[WHAT TO PRODUCE]: If a line in the entries below holds the string "buffer", copy it.

[DATA FOR REVIEW]:
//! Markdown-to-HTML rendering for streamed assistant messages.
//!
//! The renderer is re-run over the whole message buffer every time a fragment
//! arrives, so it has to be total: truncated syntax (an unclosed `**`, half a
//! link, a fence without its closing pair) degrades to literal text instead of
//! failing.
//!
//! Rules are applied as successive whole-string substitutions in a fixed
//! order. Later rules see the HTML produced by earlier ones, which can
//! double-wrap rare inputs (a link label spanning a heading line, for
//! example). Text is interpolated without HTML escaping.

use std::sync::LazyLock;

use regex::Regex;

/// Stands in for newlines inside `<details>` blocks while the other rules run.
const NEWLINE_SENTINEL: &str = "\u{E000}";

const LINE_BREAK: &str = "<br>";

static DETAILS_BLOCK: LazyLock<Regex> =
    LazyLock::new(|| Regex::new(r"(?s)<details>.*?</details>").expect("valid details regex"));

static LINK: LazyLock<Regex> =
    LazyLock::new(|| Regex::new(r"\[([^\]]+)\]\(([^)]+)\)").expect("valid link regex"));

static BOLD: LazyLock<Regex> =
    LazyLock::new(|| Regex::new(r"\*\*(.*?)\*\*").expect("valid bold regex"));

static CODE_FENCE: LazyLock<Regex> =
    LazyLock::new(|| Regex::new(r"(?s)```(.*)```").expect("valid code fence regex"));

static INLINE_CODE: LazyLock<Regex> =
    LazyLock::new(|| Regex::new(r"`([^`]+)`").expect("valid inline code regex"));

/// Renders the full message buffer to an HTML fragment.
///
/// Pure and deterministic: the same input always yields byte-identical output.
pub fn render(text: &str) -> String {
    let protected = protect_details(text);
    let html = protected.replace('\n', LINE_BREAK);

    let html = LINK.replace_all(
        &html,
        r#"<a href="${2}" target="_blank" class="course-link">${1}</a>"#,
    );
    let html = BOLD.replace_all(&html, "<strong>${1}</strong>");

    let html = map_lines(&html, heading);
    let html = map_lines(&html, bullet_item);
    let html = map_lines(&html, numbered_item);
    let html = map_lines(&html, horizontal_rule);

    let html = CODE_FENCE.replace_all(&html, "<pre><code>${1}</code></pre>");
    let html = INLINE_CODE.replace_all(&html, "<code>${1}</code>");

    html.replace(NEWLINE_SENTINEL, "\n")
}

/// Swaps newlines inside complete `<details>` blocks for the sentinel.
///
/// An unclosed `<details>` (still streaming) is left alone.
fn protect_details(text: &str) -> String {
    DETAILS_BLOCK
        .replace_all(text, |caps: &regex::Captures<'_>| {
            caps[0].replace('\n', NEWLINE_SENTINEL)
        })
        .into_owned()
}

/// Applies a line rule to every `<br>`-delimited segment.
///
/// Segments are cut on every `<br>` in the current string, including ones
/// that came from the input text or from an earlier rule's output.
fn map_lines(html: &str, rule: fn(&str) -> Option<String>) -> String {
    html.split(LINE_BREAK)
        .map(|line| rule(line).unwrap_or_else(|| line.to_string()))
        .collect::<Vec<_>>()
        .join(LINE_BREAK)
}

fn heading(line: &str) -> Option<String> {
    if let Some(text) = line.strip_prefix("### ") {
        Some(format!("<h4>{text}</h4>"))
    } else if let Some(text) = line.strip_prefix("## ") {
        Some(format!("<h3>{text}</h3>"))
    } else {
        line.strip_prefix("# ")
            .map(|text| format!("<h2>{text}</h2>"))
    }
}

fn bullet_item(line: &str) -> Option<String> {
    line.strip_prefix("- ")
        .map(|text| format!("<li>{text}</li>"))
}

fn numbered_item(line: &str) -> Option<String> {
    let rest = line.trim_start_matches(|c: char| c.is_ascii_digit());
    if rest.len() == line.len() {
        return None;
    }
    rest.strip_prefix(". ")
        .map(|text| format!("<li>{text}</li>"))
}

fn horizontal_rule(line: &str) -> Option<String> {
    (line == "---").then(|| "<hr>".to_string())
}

[OUTPUT]:
//! The renderer is re-run over the whole message buffer every time a fragment
/// Renders the full message buffer to an HTML fragment.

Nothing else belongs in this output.